I medesimi rilievi riguardano l'art. 13, comma primo, lett. d), della legge n. 84 del 1994, ove si elencano, tra le entrate delle autorità portuali, i "contributi delle Regioni". Tale disposizione, ad avviso della ricorrente, sarebbe legittima solo se dovesse intendersi come di carattere meramente facoltizzante. Ma la soppressione, nel testo definitivo della legge, della precisazione in tal senso contenuta originariamente nella disposizione in esame, induce, si legge nel ricorso, a "temere" che essa sia intesa nella prassi come rivolta ad imporre alla Regione la corresponsione di contributi, con conseguente violazione del principio dell'autonomia finanziaria regionale.

In tale contesto, sarebbero censurabili anche le disposizioni contenute nell'art. 28, ed in particolare nei commi quarto, quinto e sesto di esso, che prevedono l'acquisizione al bilancio dello Stato di proventi che costituiscono corrispettivi di attività portuali in loco, depauperando ingiustificatamente le economie locali.

Altro profilo d'illegittimità costituzionale la ricorrente ravvisa nell'art.4, comma quarto, della legge n. 84 del 1994, che attribuisce al solo Ministro dei trasporti e della navigazione la competenza a determinare, con proprio decreto, "le caratteristiche dimensionali, tipologiche e funzionali dei porti di cui alla categoria II, classi I, II e III e l'appartenenza di ogni scalo alle classi medesime", mentre il ruolo al riguardo svolto dalle Regioni si risolve nel rilascio di un parere.

Tale procedura determinerebbe una lesione delle prerogative regionali, ove si tenga conto che tra i porti considerati vi sono quelli che costituiscono opere pubbliche di interesse regionale, ai sensi dell'art, 5, comma settimo, della legge in questione, e che tali porti hanno spesso essenzialmente funzioni di traffico turistico, o collegate allo svolgimento della pesca, cioè ad attività ricadenti nei casi di competenza regionale.

Viene, altresì, denunziato l'art. 5, comma undicesimo, della stessa legge n. 84 del 1994, che sottopone gli interventi da attuarsi da parte delle Regioni a "direttive di coordinamento" ministeriali, e non, come si sarebbe dovuto se mai ve ne fosse stata la necessità, alla tipica funzione governativa di indirizzo e coordinamento, e ciò senza che sia neanche definito lo scopo o l'aspetto specifico di tali "direttive" in contrasto con il principio di legalità sostanziale degli atti di indirizzo.

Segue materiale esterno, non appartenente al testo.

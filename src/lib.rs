#![no_std]
#![doc = include_str!("../README.md")]

use embedded_hal::i2c::I2c;
use fugit::MicrosDurationU32;
use num_enum::IntoPrimitive;

pub mod lux;
mod registers;

use crate::registers::Register;

/// I2C address the device answers on when its ADDR SEL pin floats.
pub const DEFAULT_ADDRESS: u8 = 0x39;

const POWER_ON: u8 = 0x03;
const POWER_OFF: u8 = 0x00;

#[derive(Clone, Copy, Debug, PartialEq, Eq)]
pub enum Error<E> {
    I2cError(E),
    NotInitialized,
    ArgumentError,
}

impl<E> From<E> for Error<E> {
    fn from(error: E) -> Self {
        Self::I2cError(error)
    }
}

/// Analog amplification applied to both photodiode channels.
///
/// Discriminants are the bits the setting occupies in the timing register.
/// Low gain trades sensitivity for headroom in bright light; the lux
/// conversion compensates by scaling low-gain counts up 16×.
#[derive(Clone, Copy, Debug, PartialEq, Eq, IntoPrimitive)]
#[repr(u8)]
pub enum Gain {
    /// 1×
    Low = 0x00,
    /// 16×
    High = 0x10,
}

impl Gain {
    pub(crate) fn scale(self) -> f64 {
        match self {
            Self::Low => 16.0,
            Self::High => 1.0,
        }
    }
}

/// Conversion time for one measurement of both channels.
///
/// Discriminants are the bits the setting occupies in the timing register.
/// Longer integration accumulates more counts per lux but saturates
/// earlier in bright light.
#[derive(Clone, Copy, Debug, PartialEq, Eq, IntoPrimitive)]
#[repr(u8)]
pub enum IntegrationTime {
    /// 13.7 ms
    Ms13_7 = 0x00,
    /// 101 ms
    Ms101 = 0x01,
    /// 402 ms
    Ms402 = 0x02,
    /// Integration started and stopped by the host.
    Manual = 0x03,
}

impl IntegrationTime {
    /// Nominal conversion time, `None` when the host controls it.
    #[must_use]
    pub fn duration(self) -> Option<MicrosDurationU32> {
        match self {
            Self::Ms13_7 => Some(MicrosDurationU32::micros(13_700)),
            Self::Ms101 => Some(MicrosDurationU32::micros(101_000)),
            Self::Ms402 => Some(MicrosDurationU32::micros(402_000)),
            Self::Manual => None,
        }
    }

    /// Raw count above which a channel is considered saturated.
    pub(crate) fn clip_threshold(self) -> Option<u16> {
        match self {
            Self::Ms13_7 => Some(4900),
            Self::Ms101 => Some(37000),
            Self::Ms402 => Some(65000),
            Self::Manual => None,
        }
    }

    pub(crate) fn scale(self) -> Option<f64> {
        match self {
            Self::Ms13_7 => Some(1.0 / 0.034),
            Self::Ms101 => Some(1.0 / 0.252),
            Self::Ms402 => Some(1.0),
            Self::Manual => None,
        }
    }
}

/// Part and revision numbers reported by the ID register.
#[derive(Clone, Copy, Debug, PartialEq, Eq)]
pub struct Id {
    pub part_number: u8,
    pub revision_number: u8,
}

enum State<I2C> {
    Uninitialized,
    Ready { i2c: I2C, address: u8 },
    Freed,
}

/// TSL2561 driver over any [`embedded_hal::i2c::I2c`] bus.
///
/// The driver holds no bus until [`Tsl2561::init`] attaches one and none
/// again after [`Tsl2561::free`] gives it back; every register operation
/// in between requires the attached bus and fails with
/// [`Error::NotInitialized`] otherwise, without touching the wire.
pub struct Tsl2561<I2C> {
    state: State<I2C>,
}

impl<I2C: I2c> Default for Tsl2561<I2C> {
    fn default() -> Self {
        Self::new()
    }
}

impl<I2C: I2c> Tsl2561<I2C> {
    /// Creates a driver with no bus attached.
    #[must_use]
    pub const fn new() -> Self {
        Self {
            state: State::Uninitialized,
        }
    }

    /// Attaches an opened bus, addressing the device at
    /// [`DEFAULT_ADDRESS`].
    ///
    /// # Errors
    ///
    /// [`Error::ArgumentError`]: address is outside of the allowed range
    /// `0x08..=0x77`.
    pub fn init(&mut self, i2c: I2C) -> Result<&mut Self, Error<I2C::Error>> {
        self.init_with_address(i2c, DEFAULT_ADDRESS)
    }

    /// Attaches an opened bus with an explicit device address.  Any bus
    /// still held from an earlier `init` is dropped.
    ///
    /// # Errors
    ///
    /// [`Error::ArgumentError`]: address is outside of the allowed range
    /// `0x08..=0x77`.
    pub fn init_with_address(
        &mut self,
        i2c: I2C,
        address: u8,
    ) -> Result<&mut Self, Error<I2C::Error>> {
        if !(0x08..=0x77).contains(&address) {
            return Err(Error::ArgumentError);
        }
        self.state = State::Ready { i2c, address };
        Ok(self)
    }

    /// Detaches and returns the bus.  Every operation afterwards fails
    /// with [`Error::NotInitialized`] until the driver is initialized
    /// again.
    ///
    /// # Errors
    ///
    /// [`Error::NotInitialized`]: no bus is attached.
    pub fn free(&mut self) -> Result<I2C, Error<I2C::Error>> {
        match core::mem::replace(&mut self.state, State::Freed) {
            State::Ready { i2c, .. } => Ok(i2c),
            State::Uninitialized => {
                self.state = State::Uninitialized;
                Err(Error::NotInitialized)
            }
            State::Freed => Err(Error::NotInitialized),
        }
    }

    fn bus(&mut self) -> Result<(&mut I2C, u8), Error<I2C::Error>> {
        match &mut self.state {
            State::Ready { i2c, address } => Ok((i2c, *address)),
            State::Uninitialized | State::Freed => Err(Error::NotInitialized),
        }
    }

    fn read_register(&mut self, register: Register) -> Result<u8, Error<I2C::Error>> {
        let (i2c, address) = self.bus()?;
        let mut data: [u8; 1] = [0];
        i2c.write_read(address, &[register.command()], &mut data)?;
        Ok(data[0])
    }

    fn read_word(&mut self, register: Register) -> Result<u16, Error<I2C::Error>> {
        let (i2c, address) = self.bus()?;
        let mut data: [u8; 2] = [0; 2];
        i2c.write_read(address, &[register.word_command()], &mut data)?;
        Ok(u16::from_le_bytes(data))
    }

    fn write_register(&mut self, register: Register, value: u8) -> Result<(), Error<I2C::Error>> {
        let (i2c, address) = self.bus()?;
        i2c.write(address, &[register.command(), value])?;
        Ok(())
    }

    /// Powers the device up.  Both channels read zero while it is down.
    pub fn enable(&mut self) -> Result<&mut Self, Error<I2C::Error>> {
        self.write_register(Register::Control, POWER_ON)?;
        Ok(self)
    }

    /// Powers the device down.
    pub fn disable(&mut self) -> Result<&mut Self, Error<I2C::Error>> {
        self.write_register(Register::Control, POWER_OFF)?;
        Ok(self)
    }

    pub fn is_enabled(&mut self) -> Result<bool, Error<I2C::Error>> {
        let control = self.read_register(Register::Control)?;
        Ok((control & 0x03) != 0)
    }

    pub fn get_id(&mut self) -> Result<Id, Error<I2C::Error>> {
        let id = self.read_register(Register::Id)?;
        Ok(Id {
            part_number: (id >> 4) & 0x0F,
            revision_number: id & 0x0F,
        })
    }

    /// Raw count from the full-spectrum photodiode (channel 0).
    pub fn get_broadband(&mut self) -> Result<u16, Error<I2C::Error>> {
        self.read_word(Register::Chan0Low)
    }

    /// Raw count from the infrared photodiode (channel 1).
    pub fn get_infrared(&mut self) -> Result<u16, Error<I2C::Error>> {
        self.read_word(Register::Chan1Low)
    }

    pub fn get_gain(&mut self) -> Result<Gain, Error<I2C::Error>> {
        let timing = self.read_register(Register::Timing)?;
        if (timing & 0x10) == 0 {
            Ok(Gain::Low)
        } else {
            Ok(Gain::High)
        }
    }

    /// Selects the gain, leaving the integration-time bits untouched.
    pub fn set_gain(&mut self, gain: Gain) -> Result<&mut Self, Error<I2C::Error>> {
        let timing = self.read_register(Register::Timing)?;
        self.write_register(Register::Timing, (timing & 0xEF) | u8::from(gain))?;
        Ok(self)
    }

    pub fn get_integration_time(&mut self) -> Result<IntegrationTime, Error<I2C::Error>> {
        let timing = self.read_register(Register::Timing)?;
        Ok(match timing & 0x03 {
            0x00 => IntegrationTime::Ms13_7,
            0x01 => IntegrationTime::Ms101,
            0x02 => IntegrationTime::Ms402,
            _ => IntegrationTime::Manual,
        })
    }

    /// Selects the integration time, leaving the gain bit untouched.
    pub fn set_integration_time(
        &mut self,
        integration_time: IntegrationTime,
    ) -> Result<&mut Self, Error<I2C::Error>> {
        let timing = self.read_register(Register::Timing)?;
        self.write_register(Register::Timing, (timing & 0xFC) | u8::from(integration_time))?;
        Ok(self)
    }

    /// Derives an illuminance value from both channels and the current
    /// configuration.
    ///
    /// `Ok(None)` means the reading is unusable: a channel clipped, the
    /// broadband count was zero, or the device is in manual timing mode,
    /// which has no calibration data.  See [`lux::compute`].
    pub fn get_lux(&mut self) -> Result<Option<f64>, Error<I2C::Error>> {
        let broadband = self.get_broadband()?;
        let infrared = self.get_infrared()?;
        let integration_time = self.get_integration_time()?;
        let gain = self.get_gain()?;
        Ok(lux::compute(broadband, infrared, gain, integration_time))
    }
}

La Regione Emilia-Romagna impugna, ancora, l'art. 18, in connessione con l'art. 13, comma primo lett. a), per il mancato riconoscimento di competenze regionali in ordine alla concessione di aree e banchine destinate ad attività portuali. Infatti, il citato art. 18 attribuisce tali poteri concessori alle autorità portuali o a quelle marittime.

Secondo la ricorrente, le concessioni in questione interferirebbero con le competenze regionali sotto il profilo dei poteri sia in materia di opere pubbliche sia di turismo.

Quanto al primo aspetto, si sottolinea che le concessioni riguardano spesso anche la costruzione di opere, e che il mancato riconoscimento del potere concessorio alle Regioni comporta anche il difetto di una risorsa in qualche modo in grado di riequilibrare gli oneri collegati alle opere pubbliche.

Per quanto riguarda l'aspetto turistico, si richiama l'art. 59 del d.P.R. n. 616 del 1977, che prevede la delega alle Regioni delle funzioni amministrative sul litorale marittimo, sulle aree demaniali immediatamente prospicienti, sulle aree del demanio lacuale e fluviale, quando la utilizzazione prevista abbia finalità turistiche e ricreative.

Tale delega, rimasta a lungo inattuata, riceve conferma dal d.l. n. 400 del 1993, conv., con modif., nella legge n. 494 del 1993, che, all'art. 6, prevede che essa diventi comunque operativa qualora entro un anno non siano effettuati quegli adempimenti la cui inosservanza l'aveva fino ad allora paralizzata, e che da tale termine le regioni provvedono al rilascio ed al rinnovo delle concessioni demaniali marittime.

In tale quadro, l'art. 13, comma primo, lett. a), della legge n. 84 del 1994, assegnando alle autorità portuali anche il compito di determinare canoni di concessione demaniale per scopi turistico-ricreativi e di concessione di aree destinate a porti turistici, invaderebbe la materia disciplinata dalla predetta normativa e sottrarrebbe alle Regioni risorse direttamente connesse alle competenze ad esse costituzionalmente attribuite in materia di turismo.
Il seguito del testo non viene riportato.